In general, when $P(n) = \sum_{k=0}^N a_k n^k$ is a polynomial, then $\sum_{n=0}^\infty P(n)x^n$ is analytically continued by $- \sum_{n=1}^\infty P(-n)x^{-n}$. Likewise, when $F(n) = \sum_{k=0}^N a_k e^{i \theta_k n}$ is a Fourier-like series, then $\sum_{n=0}^\infty F(n) x^n$ is continued to $-\sum_{n=1}^\infty F(-n)x^{-n}$. The second result can be generalized to when $F(n)$ is almost periodic, and I imagine a similar result can be found when $P(n)$ is 'almost-polynomial' under a suitable definition.

One potential heuristic for why this relationship holds can be found by considering the residue theorem. If $(-1)^n f(n)$ is an entire function under sufficient growth conditions, then $\frac{1}{2 i} \int_{-1/2 - i\infty}^{-1/2 + i \infty} f(n) \csc(\pi n)$ is equal to both $\sum_{n=0}^\infty (-1)^n f(n)$ and $-\sum_{n=1}^\infty (-1)^n f(-n)$ by considering either a large rectangle covering everything to the right of the contour, or one covering everything to the left (the negative sign comes from switching the orientation of the contour).

This heuristic doesn't tell the whole story however. Consider the function $\frac{d}{dx}\frac{\Gamma'(x+1)}{\Gamma(x+1)}$ and its corresponding Taylor series $\sum_{k=0}^\infty (k+1) \zeta(k+2)(-x)^k$. $\zeta$ grows too large in the negative direction, so the contour does not converge and we can't support changing the direction of the contour. Nonetheless, it turns out that the series $$-\sum_{k=1}^\infty (-k+1) \zeta(-k+2)(-x)^{-k}$$ (where we understand $0\cdot \zeta(1)=1$) asymptotically extends the original series. In particular, if we fix $N$ then $\lim_{x \to +\infty} \sum_{k=1}^N (-k+1)\zeta(-k+2)(-x)^{-k} = \frac{d}{dx} \frac{\Gamma'(x+1)}{\Gamma(x+1)}$. In fact, taking only the first 10 terms of the sum gives an approximation where the difference between the series and the function at $x=3$ is less than $10^{-6}$ (and decreases to zero as $x$ becomes large).

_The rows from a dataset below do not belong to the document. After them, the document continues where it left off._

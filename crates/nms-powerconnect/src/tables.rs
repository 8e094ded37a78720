//! OID, MIB and column name constants for PowerConnect agents

/// Vendor MIB directory holding the DNOS modules
pub const DELL_MIB_DIR: &str = "dell";

/// Authentication manager MIB module
pub const AUTH_MGR_MIB: &str = "DNOS-AUTHENTICATION-MANAGER-MIB";

/// Global authentication manager admin mode scalar
pub const AUTH_MGR_ADMIN_MODE: &str = "agentAuthMgrAdminMode.0";

/// Per-client session status table
pub const AUTH_MGR_CLIENT_STATUS_TABLE: &str = "agentAuthMgrClientStatusTable";

/// Per-port host mode column
pub const AUTH_MGR_PORT_HOST_MODE: &str = "agentAuthMgrPortHostMode";

/// Radlan CPU utilization scalar used by the 55xx family
pub const RADLAN_CPU_UTIL_OID: &str = ".1.3.6.1.4.1.89.1.7.0";

/// CPU load string on DNOS based switches
pub const DNOS_CPU_LOAD_OID: &str = ".1.3.6.1.4.1.674.10895.5000.2.6132.1.1.1.1.4.9.0";

/// CPU load string on older FASTPATH based switches
pub const FASTPATH_CPU_LOAD_OID: &str = ".1.3.6.1.4.1.674.10895.5000.2.6132.1.1.1.1.4.4.0";

/// Column names of the client status table
pub mod fields {
    pub const CLIENT_MAC_ADDRESS: &str = "agentAuthMgrClientMacAddress";

    /// ifIndex of the port the client is attached to
    pub const INTERFACE: &str = "agentAuthMgrInterface";

    /// Hex encoded, NUL terminated
    pub const CLIENT_USER_NAME: &str = "agentAuthMgrClientUserName";

    pub const CLIENT_AUTH_STATE: &str = "agentAuthMgrClientAuthState";

    /// Note the lowercase "s"; that is how the MIB spells it
    pub const CLIENT_AUTH_STATUS: &str = "agentAuthMgrClientAuthstatus";

    pub const CLIENT_VLAN_ASSIGNED: &str = "agentAuthMgrClientVlanAssigned";

    pub const CLIENT_VLAN_ASSIGNED_REASON: &str = "agentAuthMgrClientAuthVlanAssignedReason";

    pub const CLIENT_SESSION_TIMEOUT: &str = "agentAuthMgrClientSessionTimeout";

    pub const CLIENT_SESSION_TIME: &str = "agentAuthMgrClientSessionTime";

    pub const CLIENT_AUTH_METHOD: &str = "agentAuthMgrClientAuthMethod";

    pub const PORT_HOST_MODE: &str = "agentAuthMgrPortHostMode";
}
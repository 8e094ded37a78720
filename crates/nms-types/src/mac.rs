//! MAC address type with lenient parsing of agent output.

use crate::ParseError;
use serde::{Deserialize, Serialize};
use std::fmt;
use std::str::FromStr;

/// A 48-bit Ethernet MAC address.
///
/// SNMP agents render `PhysAddress`/`MacAddress` columns in several shapes
/// depending on the agent and the output options of the query. All of the
/// following parse to the same address:
///
/// ```
/// use nms_types::MacAddress;
///
/// let mac: MacAddress = "00:11:22:aa:bb:cc".parse().unwrap();
/// assert_eq!(mac, "0:11:22:AA:BB:CC".parse().unwrap());
/// assert_eq!(mac, "00-11-22-aa-bb-cc".parse().unwrap());
/// assert_eq!(mac, "00 11 22 AA BB CC".parse().unwrap());
/// assert_eq!(mac, "001122aabbcc".parse().unwrap());
/// assert_eq!(mac.to_string(), "00:11:22:aa:bb:cc");
/// ```
#[derive(Debug, Clone, Copy, PartialEq, Eq, Hash, PartialOrd, Ord, Serialize, Deserialize)]
#[serde(try_from = "String", into = "String")]
pub struct MacAddress([u8; 6]);

impl MacAddress {
    /// Creates a new MAC address from raw bytes.
    pub const fn new(bytes: [u8; 6]) -> Self {
        MacAddress(bytes)
    }

    /// Returns the raw bytes of the MAC address.
    pub const fn as_bytes(&self) -> &[u8; 6] {
        &self.0
    }

    fn from_octets<'a>(s: &str, parts: impl Iterator<Item = &'a str>) -> Result<Self, ParseError> {
        let mut bytes = [0u8; 6];
        let mut count = 0;
        for part in parts {
            if count == 6 || part.is_empty() || part.len() > 2 {
                return Err(ParseError::InvalidMacAddress(s.to_string()));
            }
            bytes[count] = u8::from_str_radix(part, 16)
                .map_err(|_| ParseError::InvalidMacAddress(s.to_string()))?;
            count += 1;
        }
        if count != 6 {
            return Err(ParseError::InvalidMacAddress(s.to_string()));
        }
        Ok(MacAddress(bytes))
    }
}

impl fmt::Display for MacAddress {
    fn fmt(&self, f: &mut fmt::Formatter<'_>) -> fmt::Result {
        write!(
            f,
            "{:02x}:{:02x}:{:02x}:{:02x}:{:02x}:{:02x}",
            self.0[0], self.0[1], self.0[2], self.0[3], self.0[4], self.0[5]
        )
    }
}

impl FromStr for MacAddress {
    type Err = ParseError;

    fn from_str(s: &str) -> Result<Self, Self::Err> {
        let trimmed = s.trim().trim_matches('"');

        if trimmed.contains(':') {
            return Self::from_octets(s, trimmed.split(':'));
        }
        if trimmed.contains('-') {
            return Self::from_octets(s, trimmed.split('-'));
        }
        if trimmed.contains(char::is_whitespace) {
            return Self::from_octets(s, trimmed.split_whitespace());
        }

        // Bare 12 hex digit form
        if trimmed.len() == 12 && trimmed.is_ascii() {
            return Self::from_octets(s, (0..6).map(|i| &trimmed[i * 2..i * 2 + 2]));
        }

        Err(ParseError::InvalidMacAddress(s.to_string()))
    }
}

impl TryFrom<String> for MacAddress {
    type Error = ParseError;

    fn try_from(s: String) -> Result<Self, Self::Error> {
        s.parse()
    }
}

impl From<MacAddress> for String {
    fn from(mac: MacAddress) -> String {
        mac.to_string()
    }
}

impl From<[u8; 6]> for MacAddress {
    fn from(bytes: [u8; 6]) -> Self {
        MacAddress(bytes)
    }
}

#[cfg(test)]
mod tests {
    use super::*;
    use pretty_assertions::assert_eq;

    #[test]
    fn test_parse_colon_format() {
        let mac: MacAddress = "00:11:22:33:44:55".parse().unwrap();
        assert_eq!(mac.as_bytes(), &[0x00, 0x11, 0x22, 0x33, 0x44, 0x55]);
    }

    #[test]
    fn test_parse_net_snmp_short_octets() {
        let mac: MacAddress = "0:1b:2:c:44:5".parse().unwrap();
        assert_eq!(mac.as_bytes(), &[0x00, 0x1b, 0x02, 0x0c, 0x44, 0x05]);
    }

    #[test]
    fn test_parse_hex_string_format() {
        let mac: MacAddress = "\"F8 B1 56 01 02 03 \"".parse().unwrap();
        assert_eq!(mac.to_string(), "f8:b1:56:01:02:03");
    }

    #[test]
    fn test_parse_bare_format() {
        let mac: MacAddress = "f8b156010203".parse().unwrap();
        assert_eq!(mac.to_string(), "f8:b1:56:01:02:03");
    }

    #[test]
    fn test_display_is_lowercase() {
        let mac = MacAddress::new([0xaa, 0xbb, 0xcc, 0xdd, 0xee, 0xff]);
        assert_eq!(mac.to_string(), "aa:bb:cc:dd:ee:ff");
    }

    #[test]
    fn test_invalid_format() {
        assert!("invalid".parse::<MacAddress>().is_err());
        assert!("".parse::<MacAddress>().is_err());
        assert!("00:11:22:33:44".parse::<MacAddress>().is_err());
        assert!("00:11:22:33:44:55:66".parse::<MacAddress>().is_err());
        assert!("gg:11:22:33:44:55".parse::<MacAddress>().is_err());
        assert!("001:11:22:33:44:55".parse::<MacAddress>().is_err());
    }
}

Another case occurs with functions like $\sum_{n=0}^\infty \sin(\sin(n))x^n$, which is continued by $-\sum_{n=1}^\infty \sin(\sin(-n))x^{-n}$. In this case, analyzing the relationship between the two functions using the residue theorem seems even less clear, since $\sin(\sin(z))$ only remains small when $z$ has a small imaginary part.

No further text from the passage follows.